In those conditions, the thermal conductivity of a metal-framed window may also cause condensation that can result in latent moisture damage to the overall window and adjacent materials. Aluminum frames with so-called "thermal breaks" or spacers that separate the indoor and outdoor frame sections can improve energy performance.
Wood: Wood-framed windows are popular for their aesthetic qualities; wood also is a very good insulating material, with low thermal conductivity.
The problem with wood is maintenance, especially the part of the frame that's exposed to weather. And, despite their insulating qualities, wood windows react to changes in ambient moisture and temperature, which may cause them to stick (when they swell in hot, humid weather) or create gaps (when they shrink in cold, dry conditions).
To address those issues, the exterior profile (or face) of wood-framed windows are often fitted with a vinyl or aluminum cladding that protects the wood frame from weather damage and reduces climate-caused fluctuations in the frame's integrity. A cladding also maintains the aesthetic qualities of wood, as the indoor section of the frame remains exposed and natural.
Vinyl: Window frames made from polyvinylchloride (PVC) combine durability, low thermal conductivity, and moisture resistance. They are generally affordable.
To improve energy performance, some vinyl windows are infused or fitted with insulation material within their mostly hollow frames.
The issue with vinyl windows is aesthetics. They are available in a limited number of colors, usually white or light hues, which may not be compatible with the rest of a home's exterior finish materials.

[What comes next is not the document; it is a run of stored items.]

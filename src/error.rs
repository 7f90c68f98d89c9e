//! Error types shared by the scrapers, the aggregator and the JSON sink.
//!
//! Scrapers distinguish two scopes of failure:
//! - An error returned from a scraper's `scrape` entry point is fatal for that
//!   source only; the aggregator logs it and carries on with zero records.
//! - An error returned while building a single record is logged and that record
//!   is skipped; sibling records are unaffected.

use thiserror::Error;

#[derive(Error, Debug)]
pub enum ScrapeError {
    #[error("HTTP request failed: {0}")]
    Http(#[from] reqwest::Error),

    #[error("JSON parsing failed: {0}")]
    Json(#[from] serde_json::Error),

    #[error("invalid header value: {0}")]
    Header(#[from] reqwest::header::InvalidHeaderValue),

    #[error("invalid endpoint URL: {0}")]
    Url(#[from] url::ParseError),

    #[error("unexpected HTTP status {status} from {url}")]
    UnexpectedStatus { status: u16, url: String },

    #[error("endpoint reported status {0:?}")]
    Rejected(String),

    #[error("malformed coordinate pair {raw:?}")]
    Coordinates { raw: String },

    #[error("field {field} is not a number: {raw:?}")]
    Number { field: &'static str, raw: String },

    #[error("I/O error: {0}")]
    Io(#[from] std::io::Error),

    #[error("config error: {0}")]
    Config(#[from] serde_yaml::Error),
}

pub type Result<T> = std::result::Result<T, ScrapeError>;

impl ScrapeError {
    /// Whether the error means the endpoint itself is unreachable.
    ///
    /// Scrapers abort the whole source on these instead of skipping a record.
    pub fn is_transport(&self) -> bool {
        matches!(self, ScrapeError::Http(e) if e.is_connect() || e.is_timeout() || e.is_request())
    }
}
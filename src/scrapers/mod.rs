//! Per-source scrapers for the municipal CCTV endpoints.
//!
//! Each scraper fetches its endpoint(s) and maps whatever it finds into
//! [`CameraRecord`](crate::models::CameraRecord)s.
//!
//! # Supported Sources
//!
//! | Source | Module | Method | Notes |
//! |--------|--------|--------|-------|
//! | ATCS Kota Bandung | [`kota`] | 3-step AJAX API | One location can hold several cameras |
//! | ATCS Bandung Barat | [`kbb`] | JSON list | Player links rewritten to HLS playlists |
//! | Dishub Kab. Bandung | [`kab`] | Regex over inline JS | Object literals, not JSON |
//! | Pelindung Kota Bandung | [`pelindung`] | JSON array | TLS verification disabled for this host |
//! | Smart City Cimahi | [`cimahi`] | HTML + regex | Coordinates from a landmark table |
//!
//! # Common Patterns
//!
//! Each scraper module exports:
//! - `scrape(...)`: Fetches and maps one source, returns `Result<Vec<CameraRecord>>`
//! - a pure parsing function (`parse_response`, `extract_cameras`, ...) testable offline
//!
//! Scrapers use:
//! - One `Err` for the whole source when the endpoint is unreachable or its
//!   top-level response is unusable
//! - Per-record isolation otherwise: a bad record is logged with `warn!` and skipped

pub mod cimahi;
pub mod kab;
pub mod kbb;
pub mod kota;
pub mod pelindung;
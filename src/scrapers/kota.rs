//! ATCS Kota Bandung scraper.
//!
//! This module scrapes [ATCS Dishub Kota Bandung](https://atcs-dishub.bandung.go.id),
//! whose map page resolves cameras in three AJAX steps:
//!
//! 1. `POST ajax/lokasi` returns every physical location with its coordinates.
//! 2. `POST ajax/cctv-list` (form `id=<location>`) returns an HTML fragment whose
//!    buttons call `showStreamingModal(<camera id>)`.
//! 3. `POST ajax/cctv-info` (form `id=<camera>`) returns `{"src": "<stream>"}`.
//!
//! A location can host several cameras, so record ids are
//! `city-<location id>-<camera id>`.

use crate::config::KotaConfig;
use crate::error::{Result, ScrapeError};
use crate::http::post_form_text;
use crate::models::{CameraRecord, Source};
use crate::utils::{json_number, json_text, truncate_for_log};
use itertools::Itertools;
use once_cell::sync::Lazy;
use regex::Regex;
use reqwest::Client;
use serde::Deserialize;
use serde_json::Value;
use std::collections::HashSet;
use std::time::Duration;
use tokio::time::sleep;
use tracing::{debug, info, instrument, warn};
use url::Url;

const SOURCE: Source = Source::Kota;

static STREAMING_MODAL_RE: Lazy<Regex> =
    Lazy::new(|| Regex::new(r"showStreamingModal\((\d+)\)").unwrap());

/// One entry of the `ajax/lokasi` response.
#[derive(Debug, Deserialize)]
struct Location {
    #[serde(default)]
    id_lokasi: Option<Value>,
    #[serde(default)]
    nama_lokasi: Option<Value>,
    #[serde(default)]
    lat_lokasi: Option<Value>,
    #[serde(default)]
    lon_lokasi: Option<Value>,
}

impl Location {
    fn id(&self) -> String {
        json_text(self.id_lokasi.as_ref())
    }

    fn name(&self) -> String {
        json_text(self.nama_lokasi.as_ref())
    }

    /// Coordinates are mandatory here: a location without them is skipped, not placed at 0,0.
    fn position(&self) -> Result<(f64, f64)> {
        let lat = self.lat_lokasi.as_ref().filter(|v| !v.is_null());
        let lng = self.lon_lokasi.as_ref().filter(|v| !v.is_null());
        match (lat, lng) {
            (Some(lat), Some(lng)) => Ok((
                json_number(Some(lat), "lat_lokasi")?,
                json_number(Some(lng), "lon_lokasi")?,
            )),
            _ => Err(ScrapeError::Coordinates {
                raw: format!("{:?}, {:?}", self.lat_lokasi, self.lon_lokasi),
            }),
        }
    }
}

/// The `ajax/cctv-info` response.
#[derive(Debug, Deserialize)]
struct CameraInfo {
    #[serde(default)]
    src: Option<Value>,
}

/// Resolved endpoint URLs.
struct Endpoints {
    locations: Url,
    camera_list: Url,
    camera_info: Url,
}

impl Endpoints {
    fn new(base_url: &str) -> Result<Self> {
        let base = Url::parse(base_url)?;
        Ok(Self {
            locations: base.join("ajax/lokasi")?,
            camera_list: base.join("ajax/cctv-list")?,
            camera_info: base.join("ajax/cctv-info")?,
        })
    }
}

/// Scrape every camera from ATCS Kota Bandung.
///
/// Failing to fetch or parse the location list, or losing the connection
/// midway, aborts the whole source. A location or camera whose response is
/// unusable is logged and skipped. A location id listed twice is only
/// resolved once.
///
/// # Returns
///
/// Records in location order, then first-seen camera order within a location.
#[instrument(level = "info", skip_all, fields(source = %SOURCE))]
pub async fn scrape(client: &Client, config: &KotaConfig) -> Result<Vec<CameraRecord>> {
    info!("Scraping ATCS Kota Bandung");
    let endpoints = Endpoints::new(&config.base_url)?;

    let body = post_form_text(client, endpoints.locations.as_str(), &[]).await?;
    let locations: Vec<Location> = serde_json::from_str(&body).inspect_err(|e| {
        warn!(error = %e, body = %truncate_for_log(&body, 300), "Location list is not the expected JSON");
    })?;
    info!(count = locations.len(), "Fetched locations");

    let delay = Duration::from_millis(config.location_delay_ms);
    let mut seen = HashSet::new();
    let mut records = Vec::new();
    for location in &locations {
        let location_id = location.id();
        if !seen.insert(location_id.clone()) {
            warn!(location = %location_id, "Duplicate location id; keeping the first");
            continue;
        }
        if seen.len() > 1 && !delay.is_zero() {
            sleep(delay).await;
        }
        records.extend(scrape_location(client, &endpoints, location).await?);
    }

    info!(
        locations = locations.len(),
        count = records.len(),
        "Scraped ATCS Kota Bandung"
    );
    Ok(records)
}

/// Resolve all cameras at one location.
///
/// Only transport errors are returned; anything else skips the location or camera.
#[instrument(level = "debug", skip_all, fields(location = %location.id()))]
async fn scrape_location(
    client: &Client,
    endpoints: &Endpoints,
    location: &Location,
) -> Result<Vec<CameraRecord>> {
    let location_id = location.id();
    let (lat, lng) = match location.position() {
        Ok(position) => position,
        Err(e) => {
            warn!(location = %location_id, error = %e, "Skipping location without usable coordinates");
            return Ok(Vec::new());
        }
    };

    let list = post_form_text(client, endpoints.camera_list.as_str(), &[("id", location_id.as_str())]).await;
    let list = match list {
        Ok(body) => body,
        Err(e) if e.is_transport() => return Err(e),
        Err(e) => {
            warn!(location = %location_id, error = %e, "Camera list request failed; skipping location");
            return Ok(Vec::new());
        }
    };

    let camera_ids = extract_camera_ids(&list);
    debug!(location = %location_id, cameras = camera_ids.len(), "Found cameras");

    let name = SOURCE.record_name(&location.name());
    let mut records = Vec::with_capacity(camera_ids.len());
    for camera_id in camera_ids {
        match fetch_stream_url(client, endpoints, &camera_id).await {
            Ok(stream_url) => records.push(CameraRecord {
                id: SOURCE.record_id(&[location_id.as_str(), camera_id.as_str()]),
                name: name.clone(),
                lat,
                lng,
                stream_url,
                region: SOURCE.region(),
            }),
            Err(e) if e.is_transport() => return Err(e),
            Err(e) => {
                warn!(location = %location_id, camera = %camera_id, error = %e, "Skipping camera");
            }
        }
    }
    Ok(records)
}

async fn fetch_stream_url(client: &Client, endpoints: &Endpoints, camera_id: &str) -> Result<String> {
    let body = post_form_text(client, endpoints.camera_info.as_str(), &[("id", camera_id)]).await?;
    let info: CameraInfo = serde_json::from_str(&body)?;
    Ok(json_text(info.src.as_ref()))
}

/// Extract camera ids from a `cctv-list` fragment.
///
/// The same camera usually appears on several buttons; duplicates are dropped,
/// keeping the first occurrence so the output order is stable.
pub fn extract_camera_ids(fragment: &str) -> Vec<String> {
    STREAMING_MODAL_RE
        .captures_iter(fragment)
        .map(|caps| caps[1].to_string())
        .unique()
        .collect()
}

Composites and Fiberglass: The latest generation of window frames seek to address the deficiencies of their predecessors. So-called "hybrid" frames combine various wood-based materials to achieve better stability, while wood-plastic composites boost thermal performance and durability.
Fiberglass, meanwhile, can be molded, shaped, textured, and colored to look like wood, but with far superior durability and strength and better insulating value. To date, fiberglass appears to be the window frame material of the future, with few downsides.
That being said, composites and fiberglass-framed windows are generally more expensive, but also promise to deliver better and longer-lasting performance.
As a professional builder, it is important that we educate ourselves about the increasingly diverse options available for residential windows. This enables us to advise our homebuyers about their choices and support them in making informed decision about their new home.